**Saved entries**

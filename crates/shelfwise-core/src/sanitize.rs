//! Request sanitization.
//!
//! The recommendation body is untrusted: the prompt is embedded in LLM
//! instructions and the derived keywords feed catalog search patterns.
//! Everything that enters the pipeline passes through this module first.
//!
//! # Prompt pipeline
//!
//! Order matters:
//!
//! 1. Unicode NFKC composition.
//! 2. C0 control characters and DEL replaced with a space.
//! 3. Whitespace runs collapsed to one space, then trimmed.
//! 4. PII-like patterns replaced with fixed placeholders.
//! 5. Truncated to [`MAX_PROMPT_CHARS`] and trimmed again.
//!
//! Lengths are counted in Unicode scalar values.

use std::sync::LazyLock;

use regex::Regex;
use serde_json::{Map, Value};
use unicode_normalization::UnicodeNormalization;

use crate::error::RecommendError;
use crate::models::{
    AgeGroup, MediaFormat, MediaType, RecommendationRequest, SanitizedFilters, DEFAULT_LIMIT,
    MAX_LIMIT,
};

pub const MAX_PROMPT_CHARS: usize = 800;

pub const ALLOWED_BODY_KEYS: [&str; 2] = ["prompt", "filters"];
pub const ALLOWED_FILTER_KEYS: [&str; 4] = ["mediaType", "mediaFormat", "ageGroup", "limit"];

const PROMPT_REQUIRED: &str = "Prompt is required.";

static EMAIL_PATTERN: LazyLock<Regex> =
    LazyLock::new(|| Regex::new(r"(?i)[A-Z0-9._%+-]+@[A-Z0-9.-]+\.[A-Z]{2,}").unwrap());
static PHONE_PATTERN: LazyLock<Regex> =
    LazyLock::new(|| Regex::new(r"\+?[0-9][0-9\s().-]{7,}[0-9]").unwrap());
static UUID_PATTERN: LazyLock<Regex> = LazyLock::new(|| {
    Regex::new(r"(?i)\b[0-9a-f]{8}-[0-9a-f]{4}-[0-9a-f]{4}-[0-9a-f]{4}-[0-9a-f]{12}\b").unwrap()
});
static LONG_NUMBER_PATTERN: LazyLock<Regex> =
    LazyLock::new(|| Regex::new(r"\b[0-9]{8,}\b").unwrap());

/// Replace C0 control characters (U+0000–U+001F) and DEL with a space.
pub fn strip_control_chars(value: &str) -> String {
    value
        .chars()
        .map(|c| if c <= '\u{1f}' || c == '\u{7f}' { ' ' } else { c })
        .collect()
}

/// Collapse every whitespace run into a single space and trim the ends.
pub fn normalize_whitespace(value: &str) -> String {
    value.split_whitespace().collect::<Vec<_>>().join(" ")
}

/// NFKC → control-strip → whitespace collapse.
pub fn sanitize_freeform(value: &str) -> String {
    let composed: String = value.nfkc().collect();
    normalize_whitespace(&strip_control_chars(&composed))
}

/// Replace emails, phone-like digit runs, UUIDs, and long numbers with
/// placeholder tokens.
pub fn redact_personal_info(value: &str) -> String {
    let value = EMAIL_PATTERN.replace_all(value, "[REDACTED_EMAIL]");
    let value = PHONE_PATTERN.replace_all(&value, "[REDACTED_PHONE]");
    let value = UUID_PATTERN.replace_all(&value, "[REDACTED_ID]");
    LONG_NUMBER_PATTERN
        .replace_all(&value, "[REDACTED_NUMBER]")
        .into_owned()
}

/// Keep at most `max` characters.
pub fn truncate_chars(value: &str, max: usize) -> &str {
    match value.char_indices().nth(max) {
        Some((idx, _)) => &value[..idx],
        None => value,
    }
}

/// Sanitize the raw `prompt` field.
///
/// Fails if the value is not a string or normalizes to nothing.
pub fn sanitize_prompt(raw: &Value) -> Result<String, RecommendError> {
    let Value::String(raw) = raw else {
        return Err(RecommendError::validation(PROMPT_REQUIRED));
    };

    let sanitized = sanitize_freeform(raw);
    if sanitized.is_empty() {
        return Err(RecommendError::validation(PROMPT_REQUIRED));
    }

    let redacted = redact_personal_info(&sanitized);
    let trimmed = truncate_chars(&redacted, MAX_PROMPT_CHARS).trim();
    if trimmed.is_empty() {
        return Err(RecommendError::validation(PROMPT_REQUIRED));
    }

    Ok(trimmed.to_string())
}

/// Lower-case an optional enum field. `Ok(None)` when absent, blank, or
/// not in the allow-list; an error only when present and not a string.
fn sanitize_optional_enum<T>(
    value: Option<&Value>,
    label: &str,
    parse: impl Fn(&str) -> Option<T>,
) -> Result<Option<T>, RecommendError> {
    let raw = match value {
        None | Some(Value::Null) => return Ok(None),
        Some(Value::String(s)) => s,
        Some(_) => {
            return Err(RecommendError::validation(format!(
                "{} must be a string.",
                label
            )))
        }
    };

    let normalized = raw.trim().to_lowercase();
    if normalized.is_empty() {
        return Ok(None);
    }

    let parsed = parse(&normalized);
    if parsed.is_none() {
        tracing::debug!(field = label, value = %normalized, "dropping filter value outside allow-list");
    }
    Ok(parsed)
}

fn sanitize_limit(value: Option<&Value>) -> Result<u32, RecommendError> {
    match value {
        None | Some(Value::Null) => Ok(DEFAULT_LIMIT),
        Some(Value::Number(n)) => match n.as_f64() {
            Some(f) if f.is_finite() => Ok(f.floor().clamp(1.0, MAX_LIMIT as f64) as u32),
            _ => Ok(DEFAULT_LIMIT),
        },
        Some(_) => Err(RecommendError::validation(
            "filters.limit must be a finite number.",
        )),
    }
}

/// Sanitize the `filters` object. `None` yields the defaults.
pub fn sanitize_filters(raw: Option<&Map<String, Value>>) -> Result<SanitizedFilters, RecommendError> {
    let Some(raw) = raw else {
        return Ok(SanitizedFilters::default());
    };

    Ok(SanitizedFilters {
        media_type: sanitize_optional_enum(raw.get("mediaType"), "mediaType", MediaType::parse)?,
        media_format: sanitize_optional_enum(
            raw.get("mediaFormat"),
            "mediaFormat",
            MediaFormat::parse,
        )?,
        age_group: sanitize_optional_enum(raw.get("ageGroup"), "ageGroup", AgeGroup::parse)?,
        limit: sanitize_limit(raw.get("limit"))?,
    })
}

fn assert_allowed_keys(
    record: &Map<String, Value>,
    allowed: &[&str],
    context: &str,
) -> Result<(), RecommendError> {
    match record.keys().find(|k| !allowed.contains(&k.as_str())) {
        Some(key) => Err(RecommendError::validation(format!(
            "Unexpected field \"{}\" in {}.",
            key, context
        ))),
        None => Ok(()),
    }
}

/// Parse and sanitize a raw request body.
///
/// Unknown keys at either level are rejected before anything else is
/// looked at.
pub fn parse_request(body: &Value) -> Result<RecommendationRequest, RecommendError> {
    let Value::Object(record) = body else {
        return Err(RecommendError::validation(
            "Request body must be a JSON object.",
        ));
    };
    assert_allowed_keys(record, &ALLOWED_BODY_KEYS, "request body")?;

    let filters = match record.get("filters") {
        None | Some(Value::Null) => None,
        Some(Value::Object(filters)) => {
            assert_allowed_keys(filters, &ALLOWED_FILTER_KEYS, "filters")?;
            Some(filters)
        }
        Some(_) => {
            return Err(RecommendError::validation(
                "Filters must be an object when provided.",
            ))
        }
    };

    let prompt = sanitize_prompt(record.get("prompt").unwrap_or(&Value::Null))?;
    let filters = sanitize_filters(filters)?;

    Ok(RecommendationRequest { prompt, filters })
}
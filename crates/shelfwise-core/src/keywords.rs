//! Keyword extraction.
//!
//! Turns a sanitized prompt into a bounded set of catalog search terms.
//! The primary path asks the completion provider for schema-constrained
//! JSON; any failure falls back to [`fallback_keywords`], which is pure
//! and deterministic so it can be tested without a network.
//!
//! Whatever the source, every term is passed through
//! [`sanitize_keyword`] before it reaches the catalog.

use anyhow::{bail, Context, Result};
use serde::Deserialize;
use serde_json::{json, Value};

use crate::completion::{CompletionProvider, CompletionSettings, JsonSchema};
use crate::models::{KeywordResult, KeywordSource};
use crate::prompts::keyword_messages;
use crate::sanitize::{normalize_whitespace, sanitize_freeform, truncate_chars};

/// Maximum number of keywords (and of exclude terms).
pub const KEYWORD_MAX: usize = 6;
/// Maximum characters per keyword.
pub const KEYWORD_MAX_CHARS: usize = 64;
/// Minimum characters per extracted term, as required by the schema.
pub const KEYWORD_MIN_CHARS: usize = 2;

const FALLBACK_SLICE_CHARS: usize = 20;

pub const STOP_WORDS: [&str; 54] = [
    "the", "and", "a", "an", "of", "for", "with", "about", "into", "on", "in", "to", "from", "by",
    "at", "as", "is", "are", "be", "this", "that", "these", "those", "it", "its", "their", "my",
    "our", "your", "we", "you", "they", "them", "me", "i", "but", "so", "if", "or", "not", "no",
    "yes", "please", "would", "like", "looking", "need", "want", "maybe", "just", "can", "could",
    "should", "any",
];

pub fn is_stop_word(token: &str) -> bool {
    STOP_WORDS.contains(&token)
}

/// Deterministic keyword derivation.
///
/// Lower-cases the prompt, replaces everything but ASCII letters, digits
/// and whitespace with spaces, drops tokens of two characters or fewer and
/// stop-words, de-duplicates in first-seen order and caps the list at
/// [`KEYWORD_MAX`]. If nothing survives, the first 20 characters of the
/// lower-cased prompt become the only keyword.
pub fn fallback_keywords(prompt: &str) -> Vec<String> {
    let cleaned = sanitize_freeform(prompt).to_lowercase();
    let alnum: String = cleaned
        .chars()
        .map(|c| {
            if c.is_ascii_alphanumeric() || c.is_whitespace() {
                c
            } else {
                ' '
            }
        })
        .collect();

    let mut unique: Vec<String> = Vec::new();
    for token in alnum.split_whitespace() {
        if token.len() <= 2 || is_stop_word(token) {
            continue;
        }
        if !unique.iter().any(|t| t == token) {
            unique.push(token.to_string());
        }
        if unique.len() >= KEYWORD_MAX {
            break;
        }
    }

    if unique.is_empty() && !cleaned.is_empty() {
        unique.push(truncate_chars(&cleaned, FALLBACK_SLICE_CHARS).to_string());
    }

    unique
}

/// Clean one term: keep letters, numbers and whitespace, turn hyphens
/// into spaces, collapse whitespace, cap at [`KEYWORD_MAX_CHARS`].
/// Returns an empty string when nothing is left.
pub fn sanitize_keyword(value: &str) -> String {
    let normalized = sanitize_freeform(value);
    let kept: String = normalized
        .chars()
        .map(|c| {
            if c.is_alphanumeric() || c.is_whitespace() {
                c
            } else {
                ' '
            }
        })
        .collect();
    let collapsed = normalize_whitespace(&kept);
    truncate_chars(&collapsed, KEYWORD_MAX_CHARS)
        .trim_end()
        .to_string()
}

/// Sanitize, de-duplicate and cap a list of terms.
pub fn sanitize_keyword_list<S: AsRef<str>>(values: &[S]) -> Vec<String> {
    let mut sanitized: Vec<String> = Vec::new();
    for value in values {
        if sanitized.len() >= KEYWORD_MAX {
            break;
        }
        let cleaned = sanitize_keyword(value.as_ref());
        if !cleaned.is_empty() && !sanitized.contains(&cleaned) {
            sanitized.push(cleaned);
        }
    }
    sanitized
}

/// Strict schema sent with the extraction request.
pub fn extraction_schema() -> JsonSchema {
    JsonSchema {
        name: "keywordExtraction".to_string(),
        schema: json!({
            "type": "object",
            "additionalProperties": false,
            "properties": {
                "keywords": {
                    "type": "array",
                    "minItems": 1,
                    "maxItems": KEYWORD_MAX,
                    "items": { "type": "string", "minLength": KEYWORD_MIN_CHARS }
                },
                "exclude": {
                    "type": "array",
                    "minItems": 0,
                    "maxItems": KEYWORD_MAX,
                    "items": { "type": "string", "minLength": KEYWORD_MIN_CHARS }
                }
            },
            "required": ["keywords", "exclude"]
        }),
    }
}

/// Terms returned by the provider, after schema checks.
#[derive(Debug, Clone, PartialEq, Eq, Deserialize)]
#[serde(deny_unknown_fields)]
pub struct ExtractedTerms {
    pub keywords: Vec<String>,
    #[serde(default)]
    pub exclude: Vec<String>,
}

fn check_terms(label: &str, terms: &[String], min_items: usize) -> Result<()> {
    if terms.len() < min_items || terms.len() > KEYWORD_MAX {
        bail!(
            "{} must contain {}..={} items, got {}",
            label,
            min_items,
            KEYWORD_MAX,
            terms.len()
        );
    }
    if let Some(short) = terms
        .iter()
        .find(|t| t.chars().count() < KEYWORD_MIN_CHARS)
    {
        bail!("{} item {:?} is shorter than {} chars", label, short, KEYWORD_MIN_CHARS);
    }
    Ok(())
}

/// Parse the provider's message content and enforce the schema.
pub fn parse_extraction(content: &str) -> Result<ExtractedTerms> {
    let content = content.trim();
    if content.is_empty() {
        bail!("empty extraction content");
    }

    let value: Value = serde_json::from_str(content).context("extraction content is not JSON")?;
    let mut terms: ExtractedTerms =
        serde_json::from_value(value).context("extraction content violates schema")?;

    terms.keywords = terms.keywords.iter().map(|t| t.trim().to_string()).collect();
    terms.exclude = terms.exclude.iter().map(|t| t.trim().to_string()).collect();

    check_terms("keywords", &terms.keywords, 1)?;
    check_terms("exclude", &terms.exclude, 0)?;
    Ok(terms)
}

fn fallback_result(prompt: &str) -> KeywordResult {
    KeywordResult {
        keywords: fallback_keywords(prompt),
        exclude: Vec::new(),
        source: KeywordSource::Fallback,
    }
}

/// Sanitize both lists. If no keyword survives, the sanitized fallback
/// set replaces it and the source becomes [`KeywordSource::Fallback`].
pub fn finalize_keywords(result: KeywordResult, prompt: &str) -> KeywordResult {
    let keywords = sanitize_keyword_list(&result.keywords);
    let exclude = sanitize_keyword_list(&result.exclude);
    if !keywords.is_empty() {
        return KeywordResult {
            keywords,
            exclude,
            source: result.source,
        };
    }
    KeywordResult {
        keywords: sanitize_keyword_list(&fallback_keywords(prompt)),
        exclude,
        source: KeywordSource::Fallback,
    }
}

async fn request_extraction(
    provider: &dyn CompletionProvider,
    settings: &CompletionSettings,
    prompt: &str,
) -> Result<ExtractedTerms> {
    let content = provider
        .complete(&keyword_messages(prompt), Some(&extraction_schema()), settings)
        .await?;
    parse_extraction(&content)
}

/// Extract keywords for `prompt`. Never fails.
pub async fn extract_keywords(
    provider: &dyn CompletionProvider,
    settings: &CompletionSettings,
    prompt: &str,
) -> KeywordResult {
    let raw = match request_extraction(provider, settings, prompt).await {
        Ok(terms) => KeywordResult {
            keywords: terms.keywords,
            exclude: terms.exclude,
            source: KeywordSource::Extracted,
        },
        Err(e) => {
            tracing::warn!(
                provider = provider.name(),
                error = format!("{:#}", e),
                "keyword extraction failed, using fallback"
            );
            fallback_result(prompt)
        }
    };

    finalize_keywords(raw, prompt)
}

**Problem requirements**
After reading the entries above, state how many lines hold the word "record", with no text besides the number.

**The completed task**
6